Concurvity occurs when some smooth term in a model could be approximated by one or more of the other smooth terms
in the model. This is often the case when a smooth of space is included in a model, along with smooths of other covariates
that also vary more or less smoothly in space. Similarly it tends to be an issue in models including a smooth of time,
along with smooths of other time varying covariates.
Concurvity can be viewed as a generalization of co-linearity, and causes similar problems of interpretation. It can also make estimates somewhat unstable (so that they become sensitive to apparently innocuous modelling details, for example).

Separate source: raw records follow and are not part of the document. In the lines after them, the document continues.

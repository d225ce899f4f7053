/// Source of reusable instances.
///
/// `acquire` may hand back a previously released instance in whatever state it
/// was left in; callers are responsible for resetting it. After `release` the
/// caller no longer owns the instance.
pub trait ObjectSource<T> {
    fn acquire(&self) -> T;

    fn release(&self, item: T);
}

This routine computes three related indices of concurvity, all bounded between 0 and 1, with 0 indicating no problem,
and 1 indicating total lack of identifiability. The three indices are all based on the idea that a smooth term, f,
in the model can be decomposed into a part, g, that lies entirely in the space of one or more other terms
in the model, and a remainder part that is completely within the term's own space. If g makes up a large part of f then there is a concurvity problem. The indices used are all based on the square of ||g||/||f||, that is the ratio of the squared
Euclidean norms of the vectors of f and g evaluated at the observed covariate values.

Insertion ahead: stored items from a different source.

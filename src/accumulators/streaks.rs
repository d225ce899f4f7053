/// Sign-run bookkeeping shared by both accumulators.
///
/// A value `> 0` counts as positive. Everything else (zero, negatives, `NaN`)
/// counts as a non-positive observation and extends the negative streak.
#[derive(Debug, Default, Clone, Copy, PartialEq, Eq)]
pub struct Streaks {
    positive_count: usize,
    max_positive_streak: usize,
    max_negative_streak: usize,
    current_positive_streak: usize,
    current_negative_streak: usize,
}

impl Streaks {
    pub fn new() -> Self {
        Self::default()
    }

    #[inline]
    pub fn observe(&mut self, value: f64) {
        if value > 0.0 {
            self.positive_count += 1;
            self.current_positive_streak += 1;
            self.current_negative_streak = 0;
            self.max_positive_streak = self.max_positive_streak.max(self.current_positive_streak);
        } else {
            self.current_negative_streak += 1;
            self.current_positive_streak = 0;
            self.max_negative_streak = self.max_negative_streak.max(self.current_negative_streak);
        }
    }

    #[inline]
    pub fn reset(&mut self) {
        *self = Self::default();
    }

    /// Number of strictly positive observations.
    #[inline]
    pub fn positive_count(&self) -> usize {
        self.positive_count
    }

    /// Longest run of consecutive positive observations.
    #[inline]
    pub fn max_positive_streak(&self) -> usize {
        self.max_positive_streak
    }

    /// Longest run of consecutive non-positive observations.
    #[inline]
    pub fn max_negative_streak(&self) -> usize {
        self.max_negative_streak
    }
}

#[cfg(test)]
mod tests {
    use super::*;

    fn observed(values: &[f64]) -> Streaks {
        let mut s = Streaks::new();
        for &v in values {
            s.observe(v);
        }
        s
    }

    #[test]
    fn mixed_runs() {
        let s = observed(&[1.0, 2.0, -1.0, -1.0, -1.0, 1.0, 1.0, 1.0]);
        assert_eq!(s.positive_count(), 5);
        assert_eq!(s.max_positive_streak(), 3);
        assert_eq!(s.max_negative_streak(), 3);
    }

    #[test]
    fn zero_breaks_a_positive_run() {
        let s = observed(&[1.0, 1.0, 0.0, 0.0, 1.0]);
        assert_eq!(s.positive_count(), 3);
        assert_eq!(s.max_positive_streak(), 2);
        assert_eq!(s.max_negative_streak(), 2);
    }

    #[test]
    fn nan_counts_as_non_positive() {
        let s = observed(&[f64::NAN, 3.0]);
        assert_eq!(s.positive_count(), 1);
        assert_eq!(s.max_negative_streak(), 1);
    }

    #[test]
    fn max_never_below_current() {
        let mut s = Streaks::new();
        for v in [1.0, -2.0, 3.0, 4.0, -5.0, -6.0, -7.0, 8.0] {
            s.observe(v);
            assert!(s.max_positive_streak >= s.current_positive_streak);
            assert!(s.max_negative_streak >= s.current_negative_streak);
        }
    }

    #[test]
    fn reset_clears_everything() {
        let mut s = observed(&[1.0, -1.0]);
        s.reset();
        assert_eq!(s, Streaks::default());
    }
}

The three measures are as follows
- worst
This is the largest value that the square of ||g||/||f|| could take for any coefficient vector. This is a fairly pessimistic measure, as it looks at the worst case irrespective of data. This is the only measure that is symmetric.
- observed
This just returns the value of the square of ||g||/||f|| according to the estimated coefficients.
This could be a bit over-optimistic about the potential for a problem in some cases.
- estimate
This is the squared F-norm of the basis for g divided by the F-norm of the basis for f.
It is a measure of the
extent to which the f basis can be explained by the g basis. It does not suffer from the pessimism or potential for
over-optimism of the previous two measures, but is less easy to understand.